Elastic Endpoint (Defend) does not seem to report file hashes for writes or modifications

Hey all,

this is similar to: Endpoint events dont contain process or file hash

When I look at fields in the endpoint* datasets, the fields file.hash.* are not populated. I see process.hash.* on events in the dataset endpoint.events.process, but no file hashes for file write / modify events.

This is a super common feature of any EDR that I know, so I was wondering if this could be a misconfiguration or bug, or if Elastic Endpoint simply can't report file hashes of files that were interacted with on the endpoint.

I don't know how to export my endpoint policy via API, but here are some details.

  • Elastic Agent Version: 8.14.1
  • Protected Endpoint OS: Windows Server 2019, Windows 10, Ubuntu Linux
  • Elastic Defend Integration Version: 8.15.2-prerelease.0
  • All Collectors enabled in Endpoint Policy, except "Collect Session Data" for Linux
  • no trusted applications or event filters configured
  • Advanced Settings mostly on default, except:
  • linux.advanced.events.enable_caps = true
  • ancestry depth set to 20
  • advanced.events.deduplicate_network_events = false
    (I don't know why these are set, I have not manually changed anything within the policies).

Hey @nemhods,

For performance reasons, Endpoint does not populate hashes for file events. Hash computation is a very I/O- and CPU- intensive action. Reading and hashing every every file modified on the system can significantly impact system responsiveness. This becomes especially noticeable when the system is performing heavy I/O, which is usually correlated with file event generation.

Malware alerts (event.code: malicious_file) contain hashes.

Regards,
Gabriel

1 Like

Hey Gabriel,

I appreciate it. Has there been any discussion to make this user-configurable?

It would really help with alerts like Potential Lateral Tool Transfer via SMB Share | Elastic Security Solution [8.14] | Elastic - a file has been dropped via the network, but I can't check this file in VirusTotal or other Threat Intel (neither with elastic's integrated TI features).

Would grabbing the file help? Endpoint response actions | Elastic Security Solution [8.15] | Elastic

You can automate it via the API too: Get a file from a host | Elastic Security Solution [8.15] | Elastic

Hey,

it's a good suggestion, but I wouldn't say that's an adequate workaround...

  • needs enterprise license
  • files are often ephemeral in a way, and may be gone or moved when the analyst tries to grab the file

I would love to be able to trade some performance for additional visibility. an advanced config option would be great!

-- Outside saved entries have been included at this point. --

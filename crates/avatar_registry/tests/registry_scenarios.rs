use avatar_registry::{
    AvatarRegistration, AvatarUpdate, Identity, Registry, RegistryConfig, RegistryError,
    RegistryEvent,
};
use std::sync::Arc;
use std::thread;

fn identity(byte: u8) -> Identity {
    Identity([byte; 32])
}

#[test]
fn hero_lifecycle() {
    let a = identity(0xAA);
    let b = identity(0xBB);
    let registry = Registry::new(RegistryConfig::with_admin(a));

    let id = registry
        .create(
            AvatarRegistration::new("Hero", "Qm123", vec!["Str:10".into()]),
            &a,
        )
        .unwrap();
    assert_eq!(id, 1);
    let avatar = registry.get_avatar(id).unwrap();
    assert_eq!(avatar.level, 1);
    assert_eq!(avatar.owner, a);

    registry
        .update(
            AvatarUpdate {
                id,
                name: String::new(),
                content_hash: String::new(),
                level_increase: 3,
                attributes: vec!["Agi:5".into()],
            },
            &a,
        )
        .unwrap();
    let avatar = registry.get_avatar(id).unwrap();
    assert_eq!(avatar.level, 4);
    assert_eq!(avatar.attributes, vec!["Str:10", "Agi:5"]);

    registry.transfer(id, &b, &a).unwrap();
    assert_eq!(registry.get_avatar(id).unwrap().owner, b);
    assert!(registry.owned_ids(&a).is_empty());
    assert_eq!(registry.owned_ids(&b), vec![1]);

    let err = registry
        .update(AvatarUpdate::for_avatar(id), &a)
        .unwrap_err();
    assert!(matches!(err, RegistryError::Unauthorized { .. }));
}

#[test]
fn empty_name_leaves_state_unchanged() {
    let a = identity(1);
    let registry = Registry::default();

    let err = registry
        .create(AvatarRegistration::new("", "Qm123", vec![]), &a)
        .unwrap_err();
    assert!(matches!(err, RegistryError::InvalidArgument { .. }));
    assert_eq!(registry.next_id(), 1);
    assert_eq!(registry.total_records(), 0);
    assert!(registry.owned_ids(&a).is_empty());
}

#[test]
fn deactivated_avatar_stays_queryable() {
    let a = identity(1);
    let registry = Registry::default();
    let id = registry
        .create(AvatarRegistration::new("Hero", "Qm123", vec![]), &a)
        .unwrap();

    registry.deactivate(id, &a).unwrap();

    let err = registry
        .update(AvatarUpdate::for_avatar(id), &a)
        .unwrap_err();
    assert!(matches!(err, RegistryError::Inactive { .. }));

    let avatar = registry.get_avatar(id).unwrap();
    assert!(!avatar.is_active);
    assert_eq!(registry.owned_ids(&a), vec![id]);
}

#[test]
fn lookup_beyond_next_id_is_not_found() {
    let registry = Registry::default();
    registry
        .create(AvatarRegistration::new("Hero", "Qm123", vec![]), &identity(1))
        .unwrap();
    assert_eq!(registry.next_id(), 2);

    let err = registry.get_avatar(999).unwrap_err();
    assert!(matches!(err, RegistryError::NotFound { id: 999 }));
}

#[test]
fn transfer_chain_keeps_single_index_entry() {
    let owners: Vec<Identity> = (1..=4).map(identity).collect();
    let registry = Registry::default();
    let id = registry
        .create(AvatarRegistration::new("Nomad", "QmNomad", vec![]), &owners[0])
        .unwrap();

    for pair in owners.windows(2) {
        registry.transfer(id, &pair[1], &pair[0]).unwrap();
    }

    for owner in &owners[..3] {
        assert!(registry.owned_ids(owner).is_empty());
        assert!(registry.is_registered(owner));
    }
    assert_eq!(registry.owned_ids(&owners[3]), vec![id]);

    let transfers = registry
        .events()
        .into_iter()
        .filter(|event| matches!(event, RegistryEvent::Transferred { .. }))
        .count();
    assert_eq!(transfers, 3);
}

#[test]
fn concurrent_creates_allocate_unique_ids() {
    let registry = Arc::new(Registry::default());
    let handles: Vec<_> = (0u8..8)
        .map(|worker| {
            let registry = Arc::clone(&registry);
            thread::spawn(move || {
                let owner = identity(worker + 1);
                (0..25)
                    .map(|n| {
                        registry
                            .create(
                                AvatarRegistration::new(format!("w{worker}-{n}"), "QmHash", vec![]),
                                &owner,
                            )
                            .unwrap()
                    })
                    .collect::<Vec<u64>>()
            })
        })
        .collect();

    let mut ids: Vec<u64> = handles
        .into_iter()
        .flat_map(|handle| handle.join().unwrap())
        .collect();
    ids.sort_unstable();

    assert_eq!(ids, (1..=200).collect::<Vec<u64>>());
    assert_eq!(registry.total_records(), 200);
    assert_eq!(registry.next_id(), 201);
    assert_eq!(registry.registered_count(), 8);
}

Sure thing. I filed a feature request in our public Endpoint repo. Please feel free to comment on it. I can't guarantee that our engineering/product teams will prioritize it, but at least you can follow the issue to track progress.

Regards,
Gabriel

Hey Gabriel,

thanks for going ahead and adding the request.

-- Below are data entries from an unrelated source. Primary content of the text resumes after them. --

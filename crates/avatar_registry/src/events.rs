//! Notifications emitted after registry mutations

use crate::types::Identity;
use serde::{Deserialize, Serialize};

/// Event published once a mutation has been fully applied.
///
/// Deactivate and reactivate do not publish events.
#[derive(Debug, Clone, PartialEq, Eq, Serialize, Deserialize)]
#[serde(tag = "type")]
pub enum RegistryEvent {
    Created {
        id: u64,
        owner: Identity,
        name: String,
    },
    Updated {
        id: u64,
        name: String,
        level: u64,
    },
    Transferred {
        id: u64,
        from: Identity,
        to: Identity,
    },
}

impl RegistryEvent {
    /// Avatar the event refers to
    pub fn avatar_id(&self) -> u64 {
        match self {
            RegistryEvent::Created { id, .. }
            | RegistryEvent::Updated { id, .. }
            | RegistryEvent::Transferred { id, .. } => *id,
        }
    }

    pub fn kind(&self) -> &'static str {
        match self {
            RegistryEvent::Created { .. } => "created",
            RegistryEvent::Updated { .. } => "updated",
            RegistryEvent::Transferred { .. } => "transferred",
        }
    }
}

#[cfg(test)]
mod tests {
    use super::*;

    #[test]
    fn events_are_tagged_in_json() {
        let event = RegistryEvent::Transferred {
            id: 9,
            from: Identity([1u8; 32]),
            to: Identity([2u8; 32]),
        };

        let value = serde_json::to_value(&event).unwrap();
        assert_eq!(value["type"], "Transferred");
        assert_eq!(value["id"], 9);
        assert_eq!(value["to"], "02".repeat(32));
        assert_eq!(event.avatar_id(), 9);
        assert_eq!(event.kind(), "transferred");
    }
}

Although I am wondering - if Elastic Agent doesn't ever compute the hashes of files, how can it enforce Blocklist entries? Do these only apply to executed files? This would mean that I couldn't effectively block the hash of a malicious .js-File, since the executed file in this case would be wscript.exe, not the .js-File.

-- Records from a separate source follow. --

//! Avatar Registry Command Line Interface
//!
//! Runs registry operations against a JSON state file. Each invocation
//! loads the state, applies one operation and writes the result back.

use anyhow::{Context, Result};
use avatar_registry::{AvatarRegistration, AvatarUpdate, Identity, MemoryContentStore, Registry};
use clap::{Args, Parser, Subcommand};
use serde::Serialize;
use serde_json::json;
use std::fs;
use std::path::PathBuf;
use tracing::info;
use tracing_subscriber::{layer::SubscriberExt, util::SubscriberInitExt, EnvFilter};

mod settings;
mod state;

use settings::AppConfig;
use state::StateFile;

#[derive(Parser)]
#[command(name = "avatar-registry")]
#[command(about = "Avatar Registry Command Line Interface", long_about = None)]
#[command(version)]
struct Cli {
    /// Configuration file (TOML)
    #[arg(long, global = true, value_name = "PATH")]
    config: Option<PathBuf>,

    /// Registry state file; overrides the configured path
    #[arg(long, global = true, value_name = "PATH")]
    state: Option<PathBuf>,

    /// Identity the operation runs as (64 hex characters)
    #[arg(long, global = true, env = "AVATAR_REGISTRY_CALLER")]
    caller: Option<String>,

    #[command(subcommand)]
    command: Commands,
}

#[derive(Subcommand)]
enum Commands {
    /// Create a new avatar owned by the caller
    Create(CreateCommand),
    /// Update an avatar owned by the caller
    Update(UpdateCommand),
    /// Transfer an avatar to another identity
    Transfer {
        /// Avatar id
        id: u64,
        /// Recipient identity
        to: String,
    },
    /// Deactivate an avatar
    Deactivate {
        /// Avatar id
        id: u64,
    },
    /// Reactivate a deactivated avatar
    Reactivate {
        /// Avatar id
        id: u64,
    },
    /// Show an avatar
    Show {
        /// Avatar id
        id: u64,
    },
    /// List avatar ids owned by an identity (defaults to the caller)
    Owned {
        identity: Option<String>,
    },
    /// Show registry totals
    Total,
    /// Emergency pause (admin only, currently no effect)
    Pause,
    /// Print the event log
    Events,
    /// Print the content hash for a file without registering anything
    HashContent {
        file: PathBuf,
    },
}

impl Commands {
    /// Commands that never write the state file back.
    fn is_read_only(&self) -> bool {
        matches!(
            self,
            Commands::Show { .. }
                | Commands::Owned { .. }
                | Commands::Total
                | Commands::Pause
                | Commands::Events
                | Commands::HashContent { .. }
        )
    }
}

#[derive(Args)]
struct CreateCommand {
    /// Display name
    name: String,
    /// Content hash in external storage
    content_hash: String,
    /// Initial attribute; repeat for several
    #[arg(long = "attr", value_name = "ATTRIBUTE")]
    attributes: Vec<String>,
}

#[derive(Args)]
struct UpdateCommand {
    /// Avatar id
    id: u64,
    /// New name; empty leaves it unchanged
    #[arg(long, default_value = "")]
    name: String,
    /// New content hash; empty leaves it unchanged
    #[arg(long, default_value = "")]
    content_hash: String,
    /// Amount to add to the level
    #[arg(long, default_value_t = 0)]
    level_increase: u64,
    /// Attribute to append; repeat for several
    #[arg(long = "attr", value_name = "ATTRIBUTE")]
    attributes: Vec<String>,
}

fn main() -> Result<()> {
    let cli = Cli::parse();
    let mut config = AppConfig::load(cli.config.as_deref())?;
    if let Some(state) = &cli.state {
        config.state_path = state.clone();
    }
    init_logging(&config);

    if let Commands::HashContent { file } = &cli.command {
        let bytes =
            fs::read(file).with_context(|| format!("Failed to read {}", file.display()))?;
        let hash = MemoryContentStore::hash_of(&bytes);
        return print_json(&json!({ "content_hash": hash }));
    }

    let caller = cli.caller.as_deref().map(parse_identity).transpose()?;
    let state = if cli.command.is_read_only() {
        StateFile::acquire_shared(&config.state_path)?
    } else {
        StateFile::acquire(&config.state_path)?
    };
    let registry = state.load(config.registry_config())?;

    let mutated = run(&registry, cli.command, caller.as_ref())?;
    if mutated {
        state.save(&registry)?;
    }

    Ok(())
}

/// Execute one command. Returns whether registry state changed.
fn run(registry: &Registry, command: Commands, caller: Option<&Identity>) -> Result<bool> {
    match command {
        Commands::Create(cmd) => {
            let caller = require_caller(caller)?;
            let id = registry.create(
                AvatarRegistration::new(cmd.name, cmd.content_hash, cmd.attributes),
                caller,
            )?;
            info!(id, "create complete");
            print_json(&registry.get_avatar(id)?)?;
            Ok(true)
        }
        Commands::Update(cmd) => {
            let caller = require_caller(caller)?;
            registry.update(
                AvatarUpdate {
                    id: cmd.id,
                    name: cmd.name,
                    content_hash: cmd.content_hash,
                    level_increase: cmd.level_increase,
                    attributes: cmd.attributes,
                },
                caller,
            )?;
            print_json(&registry.get_avatar(cmd.id)?)?;
            Ok(true)
        }
        Commands::Transfer { id, to } => {
            let caller = require_caller(caller)?;
            let to = parse_identity(&to)?;
            registry.transfer(id, &to, caller)?;
            print_json(&registry.get_avatar(id)?)?;
            Ok(true)
        }
        Commands::Deactivate { id } => {
            registry.deactivate(id, require_caller(caller)?)?;
            print_json(&registry.get_avatar(id)?)?;
            Ok(true)
        }
        Commands::Reactivate { id } => {
            registry.reactivate(id, require_caller(caller)?)?;
            print_json(&registry.get_avatar(id)?)?;
            Ok(true)
        }
        Commands::Show { id } => {
            print_json(&registry.get_avatar(id)?)?;
            Ok(false)
        }
        Commands::Owned { identity } => {
            let owner = match identity {
                Some(value) => parse_identity(&value)?,
                None => *require_caller(caller)?,
            };
            print_json(&json!({
                "owner": owner,
                "avatar_ids": registry.owned_ids(&owner),
                "registered": registry.is_registered(&owner),
            }))?;
            Ok(false)
        }
        Commands::Total => {
            print_json(&json!({
                "total_records": registry.total_records(),
                "next_id": registry.next_id(),
                "registered_identities": registry.registered_count(),
            }))?;
            Ok(false)
        }
        Commands::Pause => {
            registry.emergency_pause(require_caller(caller)?)?;
            print_json(&json!({ "paused": false, "reason": "emergency pause is reserved" }))?;
            Ok(false)
        }
        Commands::Events => {
            print_json(&registry.events())?;
            Ok(false)
        }
        Commands::HashContent { .. } => Ok(false),
    }
}

fn require_caller(caller: Option<&Identity>) -> Result<&Identity> {
    caller.context("--caller is required for this command")
}

fn parse_identity(value: &str) -> Result<Identity> {
    value
        .parse::<Identity>()
        .with_context(|| format!("Invalid identity {value:?}"))
}

fn print_json<T: Serialize>(value: &T) -> Result<()> {
    println!("{}", serde_json::to_string_pretty(value)?);
    Ok(())
}

fn init_logging(config: &AppConfig) {
    let filter =
        EnvFilter::try_from_default_env().unwrap_or_else(|_| EnvFilter::new(&config.log_level));

    if config.log_format == "pretty" {
        tracing_subscriber::registry()
            .with(filter)
            .with(tracing_subscriber::fmt::layer().pretty().with_writer(std::io::stderr))
            .init();
    } else {
        tracing_subscriber::registry()
            .with(filter)
            .with(tracing_subscriber::fmt::layer().compact().with_writer(std::io::stderr))
            .init();
    }
}

#[cfg(test)]
mod tests {
    use super::*;
    use avatar_registry::RegistryConfig;

    fn caller() -> Identity {
        Identity([0xC0; 32])
    }

    #[test]
    fn cli_parses_update_flags() {
        let caller_hex = "c0".repeat(32);
        let cli = Cli::try_parse_from([
            "avatar-registry",
            "--caller",
            caller_hex.as_str(),
            "update",
            "1",
            "--level-increase",
            "3",
            "--attr",
            "Agi:5",
            "--attr",
            "Dex:2",
        ])
        .unwrap();

        match cli.command {
            Commands::Update(cmd) => {
                assert_eq!(cmd.id, 1);
                assert!(cmd.name.is_empty());
                assert_eq!(cmd.level_increase, 3);
                assert_eq!(cmd.attributes, vec!["Agi:5", "Dex:2"]);
            }
            _ => panic!("expected update command"),
        }
    }

    #[test]
    fn mutating_commands_report_state_change() {
        let registry = Registry::new(RegistryConfig::default());
        let create = Commands::Create(CreateCommand {
            name: "Hero".into(),
            content_hash: "Qm123".into(),
            attributes: vec!["Str:10".into()],
        });

        assert!(run(&registry, create, Some(&caller())).unwrap());
        assert!(!run(&registry, Commands::Show { id: 1 }, None).unwrap());
        assert!(!run(&registry, Commands::Total, None).unwrap());
        assert_eq!(registry.owned_ids(&caller()), vec![1]);
    }

    #[test]
    fn read_only_commands_match_reported_state_change() {
        let registry = Registry::new(RegistryConfig::with_admin(caller()));
        let commands = vec![
            Commands::Create(CreateCommand {
                name: "Hero".into(),
                content_hash: "Qm123".into(),
                attributes: vec![],
            }),
            Commands::Show { id: 1 },
            Commands::Owned { identity: None },
            Commands::Total,
            Commands::Pause,
            Commands::Events,
            Commands::Deactivate { id: 1 },
            Commands::Reactivate { id: 1 },
        ];

        for command in commands {
            let read_only = command.is_read_only();
            let mutated = run(&registry, command, Some(&caller())).unwrap();
            assert_eq!(read_only, !mutated);
        }
    }

    #[test]
    fn mutating_commands_require_caller() {
        let registry = Registry::new(RegistryConfig::default());
        let err = run(&registry, Commands::Deactivate { id: 1 }, None).unwrap_err();
        assert!(err.to_string().contains("--caller"));
    }

    #[test]
    fn pause_is_admin_only() {
        let registry = Registry::new(RegistryConfig::with_admin(caller()));
        assert!(run(&registry, Commands::Pause, Some(&Identity([1u8; 32]))).is_err());
        assert!(!run(&registry, Commands::Pause, Some(&caller())).unwrap());
    }
}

Do you maybe have some insight why other solutions routinely have file hashes available? Do they use an entirely different architecture, or do they just accept the performance impact without giving the customer a choice about it?

Here's Microsoft's Defender data schema for File Events: DeviceFileEvents table in the advanced hunting schema - Microsoft Defender XDR | Microsoft Learn

That's correct. The blocklist is an extension of malware protection, which protects against malicious executables. On Windows, this means PE files.
Per our policy docs:

The blocklist allows you to prevent specified applications from running on hosts, extending the list of processes that Elastic Defend considers malicious.

The feature is actually a bit broader than that. Malware protection also protects against other PE files such as DLLs and driver (SYS) files.

Thank you. We'll take that into account when discussing this feature. It's important to understand that regardless of whether MDE spends CPU and I/O to hash files, adding them to Endpoint will dramatically increase its CPU and I/O usage in common heavy-system-load scenarios such as directory copies and compilation. Every file created must be re-read into memory then hashed, effectively doubling I/O and spiking CPU right when the system needs those resources. That means the user's foreground activity can be adversely affected, leading to upset [and potentially lost] customers. Making the feature opt-in can avoid these problems for most users, while providing the functionality for users who want it, which is why I'm requesting that approach.